▸ Directions for this task: From the material below, copy every line in which the word "None" occurs.

▸ Input data:
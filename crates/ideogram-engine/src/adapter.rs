use ideogram_contracts::models::{excluded_params, supports_param, ModelFamily, RequestParam};
use ideogram_contracts::request::GenerationRequest;
use ideogram_contracts::response::RawResult;
use ideogram_contracts::{IdeogramError, Result};
use indexmap::IndexMap;
use reqwest::blocking::multipart::Form as MultipartForm;
use reqwest::blocking::{Client as HttpClient, Response as HttpResponse};
use reqwest::header::CONTENT_TYPE;
use serde_json::{Map, Value};

pub const LEGACY_GENERATE_PATH: &str = "/generate";
pub const V3_GENERATE_PATH: &str = "/v1/ideogram-v3/generate";
pub const API_KEY_HEADER: &str = "Api-Key";
pub const LEGACY_BODY_KEY: &str = "image_request";

const INVALID_RESPONSE: &str = "invalid response structure";

#[derive(Debug, Clone, PartialEq)]
pub struct LegacyRequest {
    pub endpoint: String,
    pub body: Value,
}

#[derive(Debug, Clone, PartialEq, Eq)]
pub struct V3Request {
    pub endpoint: String,
    pub fields: IndexMap<&'static str, String>,
}

#[derive(Debug, Clone, PartialEq)]
pub enum RequestPlan {
    Legacy(LegacyRequest),
    V3(V3Request),
}

impl RequestPlan {
    pub fn endpoint(&self) -> &str {
        match self {
            RequestPlan::Legacy(request) => &request.endpoint,
            RequestPlan::V3(request) => &request.endpoint,
        }
    }

    pub fn family(&self) -> ModelFamily {
        match self {
            RequestPlan::Legacy(_) => ModelFamily::Legacy,
            RequestPlan::V3(_) => ModelFamily::V3,
        }
    }
}

pub fn plan_request(api_base: &str, request: &GenerationRequest) -> Result<RequestPlan> {
    match ModelFamily::of(request.model) {
        ModelFamily::V3 => Ok(RequestPlan::V3(V3Request {
            endpoint: format!("{api_base}{V3_GENERATE_PATH}"),
            fields: v3_form_fields(request)?,
        })),
        ModelFamily::Legacy => Ok(RequestPlan::Legacy(LegacyRequest {
            endpoint: format!("{api_base}{LEGACY_GENERATE_PATH}"),
            body: legacy_body(request)?,
        })),
    }
}

fn legacy_body(request: &GenerationRequest) -> Result<Value> {
    let encoded = serde_json::to_value(request)
        .map_err(|err| IdeogramError::input(format!("failed to encode request: {err}")))?;
    let mut params: Map<String, Value> = match encoded {
        Value::Object(map) => map,
        _ => return Err(IdeogramError::input("request did not encode to an object")),
    };
    for param in excluded_params(request.model) {
        params.remove(param.json_key());
    }
    let mut body = Map::new();
    body.insert(LEGACY_BODY_KEY.to_string(), Value::Object(params));
    Ok(Value::Object(body))
}

fn v3_form_fields(request: &GenerationRequest) -> Result<IndexMap<&'static str, String>> {
    let palette = request
        .color_palette
        .as_ref()
        .map(serde_json::to_string)
        .transpose()
        .map_err(|err| IdeogramError::input(format!("failed to encode color_palette: {err}")))?;

    let model = request.model;
    let mut fields = IndexMap::new();
    let mut put = |param: RequestParam, value: Option<String>| {
        if let Some(value) = value {
            if supports_param(model, param) {
                fields.insert(param.form_key(), value);
            }
        }
    };
    put(RequestParam::Prompt, Some(request.prompt.clone()));
    put(
        RequestParam::AspectRatio,
        request.aspect_ratio.map(|ratio| ratio.v3_token()),
    );
    put(
        RequestParam::Model,
        request.model.map(|model| model.as_str().to_string()),
    );
    put(
        RequestParam::RenderingSpeed,
        request.rendering_speed.map(|speed| speed.as_str().to_string()),
    );
    put(
        RequestParam::MagicPrompt,
        request
            .magic_prompt_option
            .map(|option| option.as_str().to_string()),
    );
    put(RequestParam::Seed, request.seed.map(|seed| seed.to_string()));
    put(RequestParam::StyleType, request.style_type.clone());
    put(RequestParam::NegativePrompt, request.negative_prompt.clone());
    put(
        RequestParam::NumImages,
        request.num_images.map(|count| count.to_string()),
    );
    put(RequestParam::Resolution, request.resolution.clone());
    put(RequestParam::ColorPalette, palette);
    Ok(fields)
}

pub fn execute_plan(http: &HttpClient, api_key: &str, plan: RequestPlan) -> Result<Value> {
    let builder = match plan {
        RequestPlan::Legacy(request) => http
            .post(&request.endpoint)
            .bearer_auth(api_key)
            .header(CONTENT_TYPE, "application/json")
            .json(&request.body),
        RequestPlan::V3(request) => {
            let form = request
                .fields
                .into_iter()
                .fold(MultipartForm::new(), |form, (name, value)| {
                    form.text(name, value)
                });
            http.post(&request.endpoint)
                .header(API_KEY_HEADER, api_key)
                .multipart(form)
        }
    };
    let response = builder
        .send()
        .map_err(|err| IdeogramError::upstream(err.to_string()))?;
    response_json_or_error(response)
}

fn response_json_or_error(response: HttpResponse) -> Result<Value> {
    let status = response.status();
    let body = response
        .text()
        .map_err(|err| IdeogramError::upstream(err.to_string()))?;
    if !status.is_success() {
        let message = error_message_from_body(&body)
            .unwrap_or_else(|| format!("request failed with status code {}", status.as_u16()));
        return Err(IdeogramError::upstream(message));
    }
    serde_json::from_str(&body).map_err(|_| IdeogramError::upstream(INVALID_RESPONSE))
}

/// Most specific error text in an upstream body: `message`, then `description`.
pub fn error_message_from_body(body: &str) -> Option<String> {
    let parsed: Value = serde_json::from_str(body).ok()?;
    ["message", "description"].into_iter().find_map(|key| {
        parsed
            .get(key)
            .and_then(Value::as_str)
            .map(str::trim)
            .filter(|value| !value.is_empty())
            .map(str::to_string)
    })
}

pub fn parse_generation_body(payload: &Value) -> Result<(String, Vec<RawResult>)> {
    let rows = payload
        .get("data")
        .and_then(Value::as_array)
        .ok_or_else(|| IdeogramError::upstream(INVALID_RESPONSE))?;
    let items = rows
        .iter()
        .map(|row| {
            serde_json::from_value::<RawResult>(row.clone())
                .map_err(|_| IdeogramError::upstream(INVALID_RESPONSE))
        })
        .collect::<Result<Vec<RawResult>>>()?;
    let created = match payload.get("created") {
        Some(Value::String(created)) => created.clone(),
        Some(Value::Null) | None => String::new(),
        Some(other) => other.to_string(),
    };
    Ok((created, items))
}
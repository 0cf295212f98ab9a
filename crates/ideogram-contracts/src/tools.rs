use serde::Serialize;
use serde_json::Value;
use thiserror::Error;

use crate::error::IdeogramError;
use crate::rpc::codes;

#[derive(Debug, Clone, PartialEq, Eq, Error)]
pub enum ToolError {
    #[error("{0}")]
    InvalidParams(String),
    #[error("{0}")]
    NotFound(String),
    #[error("{0}")]
    Internal(String),
}

impl ToolError {
    pub fn code(&self) -> i64 {
        match self {
            ToolError::InvalidParams(_) => codes::INVALID_PARAMS,
            ToolError::NotFound(_) => codes::METHOD_NOT_FOUND,
            ToolError::Internal(_) => codes::INTERNAL_ERROR,
        }
    }
}

impl From<IdeogramError> for ToolError {
    fn from(err: IdeogramError) -> Self {
        match err {
            IdeogramError::InputValidation(message) => ToolError::InvalidParams(message),
            other => ToolError::Internal(other.to_string()),
        }
    }
}

pub trait Tool: Send + Sync {
    fn name(&self) -> &str;
    fn description(&self) -> &str;
    fn input_schema(&self) -> Value;
    /// Runs the tool and returns the text shown to the caller.
    fn call(&self, arguments: Option<&Value>) -> Result<String, ToolError>;
}

#[derive(Debug, Clone, PartialEq, Serialize)]
pub struct ToolDescriptor {
    pub name: String,
    pub description: String,
    #[serde(rename = "inputSchema")]
    pub input_schema: Value,
}

#[derive(Default)]
pub struct ToolRegistry {
    tools: Vec<Box<dyn Tool>>,
}

impl ToolRegistry {
    pub fn new() -> Self {
        Self::default()
    }

    pub fn register<T: Tool + 'static>(&mut self, tool: T) {
        self.tools.retain(|existing| existing.name() != tool.name());
        self.tools.push(Box::new(tool));
    }

    pub fn get(&self, name: &str) -> Option<&dyn Tool> {
        self.tools
            .iter()
            .find(|tool| tool.name() == name)
            .map(|tool| tool.as_ref())
    }

    pub fn list(&self) -> Vec<ToolDescriptor> {
        let mut descriptors = self
            .tools
            .iter()
            .map(|tool| ToolDescriptor {
                name: tool.name().to_string(),
                description: tool.description().to_string(),
                input_schema: tool.input_schema(),
            })
            .collect::<Vec<ToolDescriptor>>();
        descriptors.sort_by(|a, b| a.name.cmp(&b.name));
        descriptors
    }

    pub fn call(&self, name: &str, arguments: Option<&Value>) -> Result<String, ToolError> {
        let tool = self
            .get(name)
            .ok_or_else(|| ToolError::NotFound(format!("Unknown tool: {name}")))?;
        tool.call(arguments)
    }
}
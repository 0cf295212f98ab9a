pub mod error;
pub mod models;
pub mod request;
pub mod response;
pub mod rpc;
pub mod tools;

pub use error::{IdeogramError, Result};
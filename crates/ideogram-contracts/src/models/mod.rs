mod catalog;
mod params;

pub use catalog::{ModelFamily, ModelId};
pub use params::{excluded_params, supports_param, RequestParam};
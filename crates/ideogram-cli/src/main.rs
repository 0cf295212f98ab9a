mod generate_tool;
mod server;

use std::io;
use std::path::PathBuf;

use anyhow::{anyhow, Context, Result};
use clap::{Parser, ValueEnum};
use ideogram_contracts::tools::ToolRegistry;
use ideogram_engine::{IdeogramClient, IdeogramConfig};
use tracing::info;
use tracing_subscriber::EnvFilter;

use crate::generate_tool::GenerateImageTool;
use crate::server::ToolServer;

const DEFAULT_LOG_FILTER: &str = "info";

#[derive(Debug, Parser)]
#[command(
    name = "ideogram-mcp",
    version,
    about = "Ideogram image generation tool server over stdio"
)]
struct Cli {
    /// Directory generated images are written to. Overrides IDEOGRAM_OUTPUT_DIR.
    #[arg(long)]
    output_dir: Option<PathBuf>,
    /// Upstream API base URL. Overrides IDEOGRAM_API_BASE.
    #[arg(long)]
    api_base: Option<String>,
    #[arg(long, value_enum, default_value_t = LogFormat::Text)]
    log_format: LogFormat,
}

#[derive(Debug, Clone, Copy, PartialEq, Eq, ValueEnum)]
enum LogFormat {
    Text,
    Json,
}

impl Cli {
    fn apply(&self, mut config: IdeogramConfig) -> IdeogramConfig {
        if let Some(api_base) = &self.api_base {
            config = config.with_api_base(api_base.as_str());
        }
        if let Some(output_dir) = &self.output_dir {
            config = config.with_output_dir(output_dir.clone());
        }
        config
    }
}

fn main() {
    match run() {
        Ok(code) => std::process::exit(code),
        Err(err) => {
            eprintln!("ideogram-mcp error: {err:#}");
            std::process::exit(1);
        }
    }
}

fn run() -> Result<i32> {
    if let Err(err) = dotenvy::dotenv() {
        if !err.not_found() {
            return Err(err).context("failed to load .env file");
        }
    }
    let cli = Cli::parse();
    init_tracing(cli.log_format)?;

    let config = cli.apply(IdeogramConfig::from_env());
    info!(api_base = %config.api_base, output_dir = %config.output_dir.display(), "starting");
    let client = IdeogramClient::new(config).context("failed to configure Ideogram client")?;

    let mut registry = ToolRegistry::new();
    registry.register(GenerateImageTool::new(client));
    let server = ToolServer::new(registry);
    server.serve(io::stdin().lock(), io::stdout().lock())?;
    Ok(0)
}

// Stdout carries the protocol, so logs go to stderr.
fn init_tracing(format: LogFormat) -> Result<()> {
    let filter = EnvFilter::try_from_default_env()
        .unwrap_or_else(|_| EnvFilter::new(DEFAULT_LOG_FILTER));
    let builder = tracing_subscriber::fmt()
        .with_env_filter(filter)
        .with_writer(io::stderr)
        .with_target(false);
    match format {
        LogFormat::Text => builder.try_init(),
        LogFormat::Json => builder.json().try_init(),
    }
    .map_err(|err| anyhow!("failed to install log subscriber: {err}"))
}
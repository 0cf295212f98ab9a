use std::io::{BufRead, Write};

use anyhow::{Context, Result};
use ideogram_contracts::rpc::{codes, RpcError, RpcRequest, RpcResponse};
use ideogram_contracts::tools::ToolRegistry;
use serde_json::{json, Value};
use tracing::{debug, info, warn};

pub const SERVER_NAME: &str = "ideogram-mcp-server";
pub const PROTOCOL_VERSION: &str = "2024-11-05";

pub struct ToolServer {
    registry: ToolRegistry,
}

impl ToolServer {
    pub fn new(registry: ToolRegistry) -> Self {
        Self { registry }
    }

    pub fn serve<R: BufRead, W: Write>(&self, mut reader: R, mut writer: W) -> Result<()> {
        info!(tools = self.registry.list().len(), "tool server listening on stdio");
        let mut buf = Vec::new();
        loop {
            buf.clear();
            let read = reader
                .read_until(b'\n', &mut buf)
                .context("failed to read request line")?;
            if read == 0 {
                break;
            }
            let reply = match std::str::from_utf8(&buf) {
                Ok(line) if line.trim().is_empty() => continue,
                Ok(line) => self.handle_line(line),
                Err(err) => {
                    warn!(error = %err, "request line is not valid UTF-8");
                    Some(parse_error(format!("Parse error: {err}")))
                }
            };
            if let Some(response) = reply {
                serde_json::to_writer(&mut writer, &response)
                    .context("failed to encode response")?;
                writer.write_all(b"\n").context("failed to write response")?;
                writer.flush().context("failed to flush response")?;
            }
        }
        info!("input closed, shutting down");
        Ok(())
    }

    /// Returns `None` for notifications.
    pub fn handle_line(&self, line: &str) -> Option<RpcResponse> {
        let raw = match serde_json::from_str::<Value>(line) {
            Ok(raw) => raw,
            Err(err) => {
                warn!(error = %err, "unparsable request line");
                return Some(parse_error(format!("Parse error: {err}")));
            }
        };
        let fallback_id = raw.get("id").cloned().unwrap_or(Value::Null);
        let request = match serde_json::from_value::<RpcRequest>(raw) {
            Ok(request) => request,
            Err(err) => {
                return Some(RpcResponse::failure(
                    fallback_id,
                    RpcError::new(codes::INVALID_REQUEST, format!("Invalid request: {err}")),
                ));
            }
        };

        debug!(method = %request.method, "request received");
        let outcome = self.dispatch(&request);
        if request.is_notification() {
            return None;
        }
        let id = request.id.unwrap_or_default();
        Some(match outcome {
            Ok(result) => RpcResponse::success(id, result),
            Err(error) => RpcResponse::failure(id, error),
        })
    }

    fn dispatch(&self, request: &RpcRequest) -> std::result::Result<Value, RpcError> {
        match request.method.as_str() {
            "initialize" => Ok(json!({
                "protocolVersion": PROTOCOL_VERSION,
                "capabilities": { "tools": {} },
                "serverInfo": {
                    "name": SERVER_NAME,
                    "version": env!("CARGO_PKG_VERSION"),
                },
            })),
            "notifications/initialized" | "ping" => Ok(json!({})),
            "tools/list" => Ok(json!({ "tools": self.registry.list() })),
            "tools/call" => self.call_tool(request.params.as_ref()),
            other => Err(RpcError::new(
                codes::METHOD_NOT_FOUND,
                format!("Method not found: {other}"),
            )),
        }
    }

    fn call_tool(&self, params: Option<&Value>) -> std::result::Result<Value, RpcError> {
        let name = params
            .and_then(|params| params.get("name"))
            .and_then(Value::as_str)
            .ok_or_else(|| RpcError::new(codes::INVALID_PARAMS, "Tool name is required"))?;
        let arguments = params.and_then(|params| params.get("arguments"));
        info!(tool = name, "tool call");
        let text = self.registry.call(name, arguments)?;
        Ok(json!({ "content": [{ "type": "text", "text": text }] }))
    }
}

fn parse_error(message: String) -> RpcResponse {
    RpcResponse::failure(Value::Null, RpcError::new(codes::PARSE_ERROR, message))
}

▸ Response:
        Some(Value::Null) | None => String::new(),
    /// Returns `None` for notifications.
            return None;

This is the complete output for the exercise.